As critical as I have been of the Fifth Circuit, the Eighth Circuit’s misadventure in the student loan case drives home that this is a bigger problem than just a single rogue court of appeals. And as I explain at some length in The Shadow Docket, the Supreme Court hasn’t helped matters. The unsigned majority opinions respecting the grants of injunctions pending appeal in both Roman Catholic Diocese of Brooklyn and Tandon v. Newsom both appear to apply the traditional stay factors in a context in which more should have been required. And in Tandon, specifically, the Court granted an injunction pending appeal based upon a new principle of Free Exercise Clause jurisprudence—a principle that could hardly have been (and was not) “indisputably clear” prior to the Court’s intervention. To similar effect, grants of emergency relief like last Friday’s in the Idaho abortion case, in which stays are granted in contexts in which the irreparable harm arguments are dubious at best, only reinforce the perception—if not the reality—that the justices aren’t especially particular about the (often material) differences between the different standards for emergency relief.
But insofar as all of these authorities to grant emergency relief are statutory, lower courts, in particular, are bound to follow the Supreme Court’s governing interpretations of those authorities until and unless the Court expressly overrules them. Thus, even if the Court is playing fast and loose in some of these cases, that’s no excuse for lower courts to do the same. Maybe the Supreme Court will use the razor-wire case as an opportunity to reassert the proper standard of review for an injunction pending appeal—a standard that, properly applied, would easily support the Biden administration’s request to have the Fifth Circuit’s injunction vacated.
I’m not holding my breath.
We’ll be back Monday with our regular coverage of the Court. Until then, thanks for reading; I hope you have a great weekend!
Indeed, if the basis for “irreparable harm” was that any frustration of a duly enacted statute irreparably harms the government that enacted it, the Idaho case presents that problem on both sides—since either Idaho’s abortion ban or EMTALA (a federal statute) had to give. And in any event, how a state is irreparably harmed by temporarily losing the ability to prosecute a doctor who performs an abortion that was necessary to stabilize a pregnant woman with an emergency medical condition is … not obvious.

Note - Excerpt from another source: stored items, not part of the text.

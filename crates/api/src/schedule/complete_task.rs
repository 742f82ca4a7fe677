use crate::shared::usecase::{execute, UseCase};
use crate::{error::DaylineError, shared::auth::protect_route};
use actix_web::{web, HttpRequest, HttpResponse};
use dayline_api_structs::complete_task::*;
use dayline_api_structs::dtos::TaskBlockDTO;
use dayline_domain::{TaskBlock, ID};
use dayline_infra::DaylineContext;

pub async fn complete_task_controller(
    http_req: HttpRequest,
    path: web::Path<PathParams>,
    ctx: web::Data<DaylineContext>,
) -> Result<HttpResponse, DaylineError> {
    let user = protect_route(&http_req, &ctx).await?;

    let usecase = CompleteTaskUseCase {
        user_id: user.id,
        task_id: path.into_inner().task_id,
    };

    execute(usecase, &ctx)
        .await
        .map(|res| {
            HttpResponse::Ok().json(APIResponse {
                task: TaskBlockDTO::new(res.task),
            })
        })
        .map_err(DaylineError::from)
}

/// Completing a task retires it from reminder matching. Completing it a
/// second time keeps the first completion timestamp.
#[derive(Debug)]
pub struct CompleteTaskUseCase {
    pub user_id: ID,
    /// The client supplied task id, not the internal one
    pub task_id: String,
}

#[derive(Debug)]
pub struct UseCaseRes {
    pub task: TaskBlock,
}

#[derive(Debug, PartialEq)]
pub enum UseCaseError {
    StorageError,
    NotFound(String),
}

impl From<UseCaseError> for DaylineError {
    fn from(e: UseCaseError) -> Self {
        match e {
            UseCaseError::StorageError => Self::InternalError,
            UseCaseError::NotFound(task_id) => {
                Self::NotFound(format!("The task with id: {}, was not found.", task_id))
            }
        }
    }
}

#[async_trait::async_trait(?Send)]
impl UseCase for CompleteTaskUseCase {
    type Response = UseCaseRes;

    type Error = UseCaseError;

    const NAME: &'static str = "CompleteTask";

    async fn execute(&mut self, ctx: &DaylineContext) -> Result<Self::Response, Self::Error> {
        let task = match ctx
            .repos
            .tasks
            .find_by_external_id(&self.user_id, &self.task_id)
            .await
        {
            Some(task) => task,
            None => return Err(UseCaseError::NotFound(self.task_id.clone())),
        };

        let now = ctx.sys.get_timestamp_millis();
        if ctx
            .repos
            .tasks
            .mark_completed(&task.id, now)
            .await
            .is_err()
        {
            return Err(UseCaseError::StorageError);
        }

        match ctx
            .repos
            .tasks
            .find_by_external_id(&self.user_id, &self.task_id)
            .await
        {
            Some(task) => Ok(UseCaseRes { task }),
            None => Err(UseCaseError::StorageError),
        }
    }
}

#[cfg(test)]
mod tests {
    use super::*;
    use dayline_domain::{DaySchedule, User};

    async fn setup_task(ctx: &DaylineContext) -> (User, TaskBlock) {
        let user = User::new("lena".into(), "hash".into(), None, 0);
        ctx.repos.users.insert(&user).await.expect("To insert user");
        let schedule = DaySchedule::new(user.id.clone(), "2021-03-01".parse().unwrap(), 0);
        ctx.repos
            .schedules
            .insert(&schedule)
            .await
            .expect("To insert schedule");
        let task = TaskBlock::new(
            "t-1".into(),
            schedule.id.clone(),
            user.id.clone(),
            "09:00".parse().unwrap(),
            "10:00".parse().unwrap(),
            "Morning review".into(),
        );
        ctx.repos
            .tasks
            .replace_for_schedule(&schedule.id, &[task.clone()])
            .await
            .expect("To insert task");
        (user, task)
    }

    #[actix_web::main]
    #[test]
    async fn it_completes_a_task_and_stamps_the_time() {
        let ctx = DaylineContext::create_inmemory();
        let (user, _) = setup_task(&ctx).await;

        let mut usecase = CompleteTaskUseCase {
            user_id: user.id.clone(),
            task_id: "t-1".into(),
        };
        let res = usecase.execute(&ctx).await.expect("To complete task");

        assert!(res.task.completed);
        assert!(res.task.completed_at.is_some());
        let active = ctx
            .repos
            .tasks
            .find_active_by_user_and_date(&user.id, &"2021-03-01".parse().unwrap())
            .await
            .expect("To query active tasks");
        assert!(active.is_empty());
    }

    #[actix_web::main]
    #[test]
    async fn it_keeps_the_first_completion_timestamp() {
        let ctx = DaylineContext::create_inmemory();
        let (user, task) = setup_task(&ctx).await;

        ctx.repos
            .tasks
            .mark_completed(&task.id, 500)
            .await
            .expect("To mark completed");

        let mut usecase = CompleteTaskUseCase {
            user_id: user.id,
            task_id: "t-1".into(),
        };
        let res = usecase.execute(&ctx).await.expect("To complete task");
        assert_eq!(res.task.completed_at, Some(500));
    }

    #[actix_web::main]
    #[test]
    async fn it_rejects_unknown_task_ids() {
        let ctx = DaylineContext::create_inmemory();
        let (user, _) = setup_task(&ctx).await;

        let mut usecase = CompleteTaskUseCase {
            user_id: user.id,
            task_id: "t-unknown".into(),
        };
        assert_eq!(
            usecase.execute(&ctx).await.unwrap_err(),
            UseCaseError::NotFound("t-unknown".into())
        );
    }

    #[actix_web::main]
    #[test]
    async fn it_does_not_complete_tasks_of_other_users() {
        let ctx = DaylineContext::create_inmemory();
        setup_task(&ctx).await;

        let other = User::new("maria".into(), "hash".into(), None, 0);
        ctx.repos
            .users
            .insert(&other)
            .await
            .expect("To insert user");

        let mut usecase = CompleteTaskUseCase {
            user_id: other.id,
            task_id: "t-1".into(),
        };
        assert_eq!(
            usecase.execute(&ctx).await.unwrap_err(),
            UseCaseError::NotFound("t-1".into())
        );
    }
}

Although the passage from Justice Scalia’s in-chambers opinion frames the issue by reference to the power of an individual justice, the Supreme Court has made clear that the same standard (and considerations) apply to grants of injunctions pending appeal by the full Court.




Good summary of the stay/injunction issue.
I've read this twice and enjoyed it both times as I try to understand how a case moves between the various trial levels, but it would very helpful if you could define the term "pretermit" as it is used in legal issues.